Swedish-born Norwegian mountaineer and writer

Carl Wilhelm Rubenson (30 July 1885 - 29 July 1960) was a Swedish-born Norwegian mountaineer and non-fiction writer.

==Personal life==
Rubenson was born in Stockholm to landowner Carl Otto Rubenson and Elise Johansen. He married Ragnhild Fougner in 1911.

==Climbing career==
In 1906 Rubenson made several first ascents in Jotunheimen, together with Ferdinand Schjelderup and Agnes Jachelln. In October 1907, Ingvald Monrad Aas and he reached a height of 7,270 m at the Himalayan mountain Kabru, possibly the highest altitude anybody had reached until then.
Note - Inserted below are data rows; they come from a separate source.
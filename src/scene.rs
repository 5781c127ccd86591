//! Scene: every primitive and light a render sees

use std::path::Path;

use log::debug;
use serde::{Deserialize, Serialize};

use crate::{
    cameras::CameraConfig,
    error::{Error, Result},
    lights::{Light, LightConfig},
    objects::{HitRecord, Hittable, Primitive, PrimitiveConfig},
    Ray, DEFAULT_FAR_LIMIT,
};

/// Read-only once built; tracing only ever borrows it
pub struct Scene {
    objects: Vec<Primitive>,
    lights: Vec<Light>,
    far_limit: f64,
}
impl Scene {
    /// Primitives are reordered so every sphere is scanned before any plane; within a kind the
    /// given order is kept
    pub fn new(mut objects: Vec<Primitive>, lights: Vec<Light>) -> Self {
        objects.sort_by_key(Primitive::rank);
        Self {
            objects,
            lights,
            far_limit: DEFAULT_FAR_LIMIT,
        }
    }

    pub fn with_far_limit(mut self, far_limit: f64) -> Self {
        self.far_limit = far_limit;
        self
    }

    pub fn add(&mut self, obj: impl Into<Primitive>) {
        let obj = obj.into();
        let at = self.objects.partition_point(|o| o.rank() <= obj.rank());
        self.objects.insert(at, obj);
    }

    pub fn add_light(&mut self, light: Light) {
        self.lights.push(light)
    }

    pub fn objects(&self) -> &[Primitive] {
        &self.objects
    }

    pub fn lights(&self) -> &[Light] {
        &self.lights
    }

    pub fn far_limit(&self) -> f64 {
        self.far_limit
    }

    /// Nearest surface along the ray, if it is closer than the far limit
    pub fn intersect(&self, ray: &Ray) -> Option<HitRecord<'_>> {
        self.try_hit(ray, self.far_limit)
    }

    pub fn from_config(config: SceneConfig) -> Result<Self> {
        if !config.far_limit.is_finite() || config.far_limit <= 0.0 {
            return Err(Error::InvalidScene(format!(
                "far limit must be positive, got {}",
                config.far_limit
            )));
        }
        let objects = config
            .objects
            .into_iter()
            .map(Primitive::from_config)
            .collect::<Result<Vec<_>>>()?;
        let lights = config
            .lights
            .into_iter()
            .map(Light::from_config)
            .collect::<Result<Vec<_>>>()?;
        debug!(
            "Built scene with {} objects and {} lights",
            objects.len(),
            lights.len()
        );
        Ok(Self::new(objects, lights).with_far_limit(config.far_limit))
    }
}
impl Hittable for Scene {
    fn try_hit(&self, ray: &Ray, t_max: f64) -> Option<HitRecord<'_>> {
        let mut closest_so_far = t_max;
        let mut hr_final = None;

        for obj in &self.objects {
            if let Some(hr) = obj.try_hit(ray, closest_so_far) {
                closest_so_far = hr.t;
                hr_final = Some(hr)
            }
        }
        hr_final
    }
}

/// Scene file
#[derive(Debug, Clone, Serialize, Deserialize)]
pub struct SceneConfig {
    #[serde(default)]
    pub camera: CameraConfig,
    #[serde(default = "default_far_limit")]
    pub far_limit: f64,
    #[serde(default)]
    pub lights: Vec<LightConfig>,
    #[serde(default)]
    pub objects: Vec<PrimitiveConfig>,
}
impl Default for SceneConfig {
    fn default() -> Self {
        Self {
            camera: CameraConfig::default(),
            far_limit: default_far_limit(),
            lights: Vec::new(),
            objects: Vec::new(),
        }
    }
}
impl SceneConfig {
    pub fn load(path: impl AsRef<Path>) -> Result<Self> {
        let raw = std::fs::read_to_string(path)?;
        Ok(serde_yaml::from_str(&raw)?)
    }
}

fn default_far_limit() -> f64 {
    DEFAULT_FAR_LIMIT
}
//! Built-in scenes

use crate::{
    cameras::CameraConfig,
    lights::Light,
    materials::Material,
    objects::{Footprint, Plane, Sphere},
    scene::Scene,
    textures::Checker,
    utils::{lerp, lerp_vec, SerdeVector},
    Albedo, Color, Point, Vec3,
};

/// The camera the snowman was composed for
pub fn snowman_camera() -> CameraConfig {
    CameraConfig {
        position: SerdeVector([2.0, 5.0, 8.0]),
        vertical_fov_deg: 60.0,
        width: 1500,
        height: 900,
    }
}

/// A snowman with stick arms and a carrot nose, standing behind a checkered floor tile and lit
/// by three lights
pub fn snowman() -> Scene {
    let mut scene = Scene::new(Vec::new(), Vec::new());

    let snow = Material::solid(
        1.0,
        Albedo::new(0.75, 0.1, 0.0, 0.0),
        Color::new(1.0, 1.0, 1.0),
        50.0,
    );
    scene.add(Sphere::new(Point::new(0.0, 2.4, -16.0), 1.3, snow.clone()));
    scene.add(Sphere::new(Point::new(0.0, 0.0, -16.0), 1.5, snow.clone()));
    scene.add(Sphere::new(Point::new(0.0, -2.0, -16.0), 1.7, snow));

    let eyes = Material::solid(
        1.0,
        Albedo::new(0.6, 0.3, 0.1, 0.0),
        Color::new(0.0, 0.0, 0.0),
        50.0,
    );
    scene.add(Sphere::new(Point::new(-0.45, 3.0, -15.0), 0.2, eyes.clone()));
    scene.add(Sphere::new(Point::new(0.45, 3.0, -15.0), 0.2, eyes));

    let buttons = Material::solid(
        1.0,
        Albedo::new(0.6, 0.3, 0.1, 0.0),
        Color::new(0.8, 0.0, 0.0),
        50.0,
    );
    for center in [
        Point::new(0.0, 1.0, -15.0),
        Point::new(0.0, 0.5, -14.65),
        Point::new(0.0, 0.0, -14.6),
    ] {
        scene.add(Sphere::new(center, 0.2, buttons.clone()));
    }

    add_nose(&mut scene);
    add_arms(&mut scene);
    scene.add(checkered_floor());

    scene.add_light(Light::new(Point::new(-20.0, 20.0, 20.0), 1.5));
    scene.add_light(Light::new(Point::new(30.0, 50.0, -25.0), 1.8));
    scene.add_light(Light::new(Point::new(30.0, 20.0, 30.0), 1.7));
    scene
}

/// A carrot of shrinking spheres; its outer half bends off to the side
fn add_nose(scene: &mut Scene) {
    const PIECES: usize = 6;
    const LENGTH: f64 = 1.0;
    const BASE_RADIUS: f64 = 0.2;
    const TIP_RADIUS: f64 = 0.05;

    let carrot = Material::solid(
        1.0,
        Albedo::new(0.9, 0.1, 0.0, 0.0),
        Color::new(1.0, 0.5, 0.0),
        10.0,
    );
    let start = Point::new(0.0, 2.6, -14.7);
    let end = start + Vec3::new(0.0, 0.0, LENGTH);
    for i in 0..PIECES {
        let progress = i as f64 / (PIECES - 1) as f64;
        let radius = lerp(BASE_RADIUS, TIP_RADIUS, progress);
        let mut center = lerp_vec(&start, &end, progress);
        if progress > 0.5 {
            center[0] += (progress - 0.5) * 2.0 * 0.2;
        }
        scene.add(Sphere::new(center, radius, carrot.clone()));
    }
}

/// Two sticks of small spheres rising away from the middle ball, each with a steeper twig
/// branching off its outer half
fn add_arms(scene: &mut Scene) {
    const SEGMENTS: usize = 20;
    const TWIG_START: usize = 11;
    const RADIUS: f64 = 0.05;

    let stick = Material::solid(
        1.0,
        Albedo::new(0.9, 0.1, 0.0, 0.0),
        Color::new(0.35, 0.16, 0.08),
        10.0,
    );
    // Left arm grows towards -x, right arm towards +x
    for side in [-1.0, 1.0] {
        let shoulder = Point::new(1.5 * side, 0.5, -16.0);
        let twig_root = Point::new(1.5 * side, 0.27, -16.0);
        for i in 0..SEGMENTS {
            let step = i as f64 * 0.06;
            if i >= TWIG_START {
                let twig = twig_root + Vec3::new(step * side, step, 0.0);
                scene.add(Sphere::new(twig, RADIUS, stick.clone()));
            }
            let arm = shoulder + Vec3::new(step * side, step / 2.0, 0.0);
            scene.add(Sphere::new(arm, RADIUS, stick.clone()));
        }
    }
}

/// Black and white tile at `y = -4` covering `|x| < 10`, `-30 < z < -10`
fn checkered_floor() -> Plane {
    Plane::new(
        -4.0,
        Footprint::Rectangle {
            x_min: -10.0,
            x_max: 10.0,
            z_min: -30.0,
            z_max: -10.0,
        },
        Material::new(
            1.0,
            Albedo::new(1.0, 0.0, 0.0, 0.0),
            Box::new(Checker::from_solid_colors(
                Color::new(1.0, 1.0, 1.0),
                Color::new(0.0, 0.0, 0.0),
                0.5,
            )),
            0.0,
        ),
    )
}
//! Render a scene of spheres over an environment map
use std::path::PathBuf;
use std::time::Instant;

use clap::Parser;
use indicatif::{ProgressBar, ProgressStyle};
use log::info;

use snow_tracer::prelude::*;
use snow_tracer::presets;

#[derive(Parser, Debug)]
#[command(author, version, about, long_about = None)]
struct Args {
    /// Scene file (YAML); the built-in snowman is rendered when omitted
    #[arg(short, long)]
    scene: Option<PathBuf>,

    /// Equirectangular 8-bit RGB background image
    #[arg(short, long)]
    envmap: Option<PathBuf>,

    /// Background color used when no environment map is given
    #[arg(long, value_delimiter = ',', default_values_t = [0.2, 0.7, 0.8])]
    background: Vec<f64>,

    /// Output image; the format follows the extension
    #[arg(short, long, default_value = "out.jpg")]
    output: PathBuf,

    /// Override the image width
    #[arg(long)]
    width: Option<usize>,

    /// Override the image height
    #[arg(long)]
    height: Option<usize>,

    /// Override the vertical field of view, in degrees
    #[arg(long)]
    fov: Option<f64>,

    /// Worker threads; defaults to one per core
    #[arg(short, long)]
    threads: Option<usize>,
}

fn main() -> Result<(), Box<dyn std::error::Error>> {
    env_logger::Builder::from_env(env_logger::Env::default().default_filter_or("info")).init();
    let args = Args::parse();
    if args.background.len() != 3 {
        return Err(format!(
            "background needs three comma separated channels, got {:?}",
            args.background
        )
        .into());
    }

    if let Some(threads) = args.threads {
        rayon::ThreadPoolBuilder::new()
            .num_threads(threads)
            .build_global()?;
    }

    let (scene, mut camera_config) = match &args.scene {
        Some(path) => {
            let config = SceneConfig::load(path)?;
            let camera_config = config.camera.clone();
            (Scene::from_config(config)?, camera_config)
        }
        None => (presets::snowman(), presets::snowman_camera()),
    };
    if let Some(width) = args.width {
        camera_config.width = width;
    }
    if let Some(height) = args.height {
        camera_config.height = height;
    }
    if let Some(fov) = args.fov {
        camera_config.vertical_fov_deg = fov;
    }
    let camera = Camera::from_config(&camera_config)?;

    let envmap = match &args.envmap {
        Some(path) => EnvMap::load(path)?,
        None => EnvMap::solid(Color::new(
            args.background[0],
            args.background[1],
            args.background[2],
        )),
    };

    info!(
        "Rendering {}x{} with {} objects and {} lights",
        camera.width(),
        camera.height(),
        scene.objects().len(),
        scene.lights().len()
    );
    let bar = ProgressBar::new(camera.height() as u64);
    bar.set_style(ProgressStyle::with_template(
        "{elapsed_precise} [{bar:40}] {pos}/{len} rows",
    )?);
    let started = Instant::now();
    let frame = render(&camera, &scene, &envmap, &bar);
    bar.finish();
    info!("Rendered in {} ms", started.elapsed().as_millis());

    frame.save(&args.output)?;
    info!("Saved render to {}", args.output.display());
    Ok(())
}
However, Rubenson and Aas themselves believed that Graham, Boss, and Kaufmann had reached the same point on Kabru in 1883, an opinion shared with most contemporary climbers and supported by recent analysis. He co-founded the Norwegian mountaineering club Norsk Tindeklub in 1908, together with Alf Bryn, Ferdinand Schjelderup, Henning Tønsberg and others. He made the first ascent of the Norwegian mountain Stetind in 1910, together with Alf Bonnevie Bryn and Ferdinand Schjelderup. The three climbers reached the top of Stetind on 30 July 1910, on Rubenson's 25th birthday. This was the first of a number of first ascents to follow the next two weeks in Northern Norway. On 1 August Rubenson, Bryn and Schjelderup made the first ascent of Svolværgeita, on the Lofoten island of Austvågøy. Their route is called 1910 Ruta ("The 1910 Route"). This route includes a famous diagonal traverse across the north wall of the mountain, which was led by Rubenson. The group reached the top by 11 pm on 1 August. On 3 August 1910 the same group climbed Trakta on Northern Austvågøy, a mountain considered among the hardest summits to reach in Norway. Also this was a first ascent, where they climbed the main summit (Vestre Trakta) via the Northwest Ridge. Rubenson was part of the group that first attempted a winter ascent of Store Skagastølstind, but this attempt failed because of harsh snow conditions and risk of avalanches.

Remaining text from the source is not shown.